=== Begin Enclosure ===

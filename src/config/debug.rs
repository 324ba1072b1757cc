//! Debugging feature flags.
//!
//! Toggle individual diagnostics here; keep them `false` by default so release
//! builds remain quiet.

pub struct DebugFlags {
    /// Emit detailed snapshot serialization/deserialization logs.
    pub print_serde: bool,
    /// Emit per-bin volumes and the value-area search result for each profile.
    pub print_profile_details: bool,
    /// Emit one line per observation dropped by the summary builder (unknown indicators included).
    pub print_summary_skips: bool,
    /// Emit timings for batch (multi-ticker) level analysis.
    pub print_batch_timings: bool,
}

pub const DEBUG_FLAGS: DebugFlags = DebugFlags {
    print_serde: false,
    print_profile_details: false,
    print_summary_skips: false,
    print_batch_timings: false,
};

=== End Enclosure ===
=== Begin Enclosure ===

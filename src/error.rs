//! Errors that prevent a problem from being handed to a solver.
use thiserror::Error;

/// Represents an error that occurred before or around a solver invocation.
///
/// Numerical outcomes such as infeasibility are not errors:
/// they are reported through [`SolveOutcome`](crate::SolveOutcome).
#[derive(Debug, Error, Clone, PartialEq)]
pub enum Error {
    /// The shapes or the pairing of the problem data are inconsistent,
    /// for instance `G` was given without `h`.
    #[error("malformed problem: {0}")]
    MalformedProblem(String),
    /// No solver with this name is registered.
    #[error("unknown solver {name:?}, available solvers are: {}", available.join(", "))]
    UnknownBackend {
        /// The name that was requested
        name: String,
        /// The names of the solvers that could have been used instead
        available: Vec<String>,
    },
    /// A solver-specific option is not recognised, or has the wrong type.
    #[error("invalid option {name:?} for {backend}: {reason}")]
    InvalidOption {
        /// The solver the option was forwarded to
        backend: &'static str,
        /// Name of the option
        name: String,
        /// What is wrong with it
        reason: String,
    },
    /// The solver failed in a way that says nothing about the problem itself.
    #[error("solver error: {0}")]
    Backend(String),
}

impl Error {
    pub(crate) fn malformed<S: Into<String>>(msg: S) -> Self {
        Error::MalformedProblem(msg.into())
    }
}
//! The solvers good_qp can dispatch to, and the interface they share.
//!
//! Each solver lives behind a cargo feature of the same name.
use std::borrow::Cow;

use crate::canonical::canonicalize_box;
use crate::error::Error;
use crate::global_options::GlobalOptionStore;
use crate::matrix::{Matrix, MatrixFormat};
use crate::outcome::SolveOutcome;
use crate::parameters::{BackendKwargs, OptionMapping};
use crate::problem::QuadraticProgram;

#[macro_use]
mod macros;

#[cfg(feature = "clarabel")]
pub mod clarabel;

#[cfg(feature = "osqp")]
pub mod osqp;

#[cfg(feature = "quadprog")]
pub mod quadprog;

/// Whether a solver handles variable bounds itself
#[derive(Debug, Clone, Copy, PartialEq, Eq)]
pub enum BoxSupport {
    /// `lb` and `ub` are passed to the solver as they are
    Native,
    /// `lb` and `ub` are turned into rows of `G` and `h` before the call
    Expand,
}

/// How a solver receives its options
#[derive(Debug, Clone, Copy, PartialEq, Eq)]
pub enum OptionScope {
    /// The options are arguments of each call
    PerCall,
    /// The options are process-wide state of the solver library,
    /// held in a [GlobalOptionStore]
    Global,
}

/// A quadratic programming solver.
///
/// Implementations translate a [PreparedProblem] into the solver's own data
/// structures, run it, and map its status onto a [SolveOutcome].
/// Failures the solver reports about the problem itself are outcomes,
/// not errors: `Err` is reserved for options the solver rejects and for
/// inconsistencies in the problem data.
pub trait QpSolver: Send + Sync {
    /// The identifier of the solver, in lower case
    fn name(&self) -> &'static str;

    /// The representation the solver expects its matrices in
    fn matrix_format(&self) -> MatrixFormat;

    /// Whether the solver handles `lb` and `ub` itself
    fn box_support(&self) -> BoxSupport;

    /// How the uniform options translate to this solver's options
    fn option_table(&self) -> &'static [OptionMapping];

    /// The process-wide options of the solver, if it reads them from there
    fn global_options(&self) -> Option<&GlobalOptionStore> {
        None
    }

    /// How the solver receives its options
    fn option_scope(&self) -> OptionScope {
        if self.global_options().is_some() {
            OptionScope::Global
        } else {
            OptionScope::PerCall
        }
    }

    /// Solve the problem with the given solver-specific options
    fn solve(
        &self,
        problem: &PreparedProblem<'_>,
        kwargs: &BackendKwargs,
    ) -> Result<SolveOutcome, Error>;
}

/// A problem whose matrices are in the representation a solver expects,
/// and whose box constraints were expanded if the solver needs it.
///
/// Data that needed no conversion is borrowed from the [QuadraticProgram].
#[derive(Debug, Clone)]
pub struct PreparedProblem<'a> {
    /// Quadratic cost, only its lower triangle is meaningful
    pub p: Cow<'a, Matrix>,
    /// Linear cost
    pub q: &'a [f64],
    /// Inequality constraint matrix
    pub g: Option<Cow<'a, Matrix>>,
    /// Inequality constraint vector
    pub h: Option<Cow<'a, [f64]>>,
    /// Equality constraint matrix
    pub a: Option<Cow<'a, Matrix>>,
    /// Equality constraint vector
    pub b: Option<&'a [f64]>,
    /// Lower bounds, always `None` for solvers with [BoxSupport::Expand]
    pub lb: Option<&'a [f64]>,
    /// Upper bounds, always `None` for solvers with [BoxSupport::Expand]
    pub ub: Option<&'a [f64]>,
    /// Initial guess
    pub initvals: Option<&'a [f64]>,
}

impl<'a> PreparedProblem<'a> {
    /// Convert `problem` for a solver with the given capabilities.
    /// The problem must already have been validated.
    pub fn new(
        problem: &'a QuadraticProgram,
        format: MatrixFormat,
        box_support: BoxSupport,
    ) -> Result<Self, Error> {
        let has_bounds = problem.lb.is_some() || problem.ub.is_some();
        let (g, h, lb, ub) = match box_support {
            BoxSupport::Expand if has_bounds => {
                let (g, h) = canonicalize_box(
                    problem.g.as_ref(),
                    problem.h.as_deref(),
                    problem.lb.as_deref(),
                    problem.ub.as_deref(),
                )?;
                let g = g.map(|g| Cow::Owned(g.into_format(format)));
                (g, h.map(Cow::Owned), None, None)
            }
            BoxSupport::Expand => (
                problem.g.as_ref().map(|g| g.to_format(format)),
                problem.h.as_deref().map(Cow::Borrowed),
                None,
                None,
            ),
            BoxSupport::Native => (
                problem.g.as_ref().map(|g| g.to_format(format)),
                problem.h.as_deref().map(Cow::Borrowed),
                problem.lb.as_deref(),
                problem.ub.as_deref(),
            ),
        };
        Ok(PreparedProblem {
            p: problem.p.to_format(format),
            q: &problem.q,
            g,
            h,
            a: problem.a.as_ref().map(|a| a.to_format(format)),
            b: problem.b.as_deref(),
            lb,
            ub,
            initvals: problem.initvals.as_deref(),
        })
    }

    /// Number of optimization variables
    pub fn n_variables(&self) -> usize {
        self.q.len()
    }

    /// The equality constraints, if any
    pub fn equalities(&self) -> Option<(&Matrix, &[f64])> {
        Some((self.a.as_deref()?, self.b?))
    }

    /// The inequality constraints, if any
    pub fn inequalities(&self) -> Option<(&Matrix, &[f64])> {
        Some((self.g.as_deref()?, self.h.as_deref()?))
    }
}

=== End Enclosure ===

What you are asked to do
Your answer should be one number: the count of lines holding "whose" in the listing.

Task result
2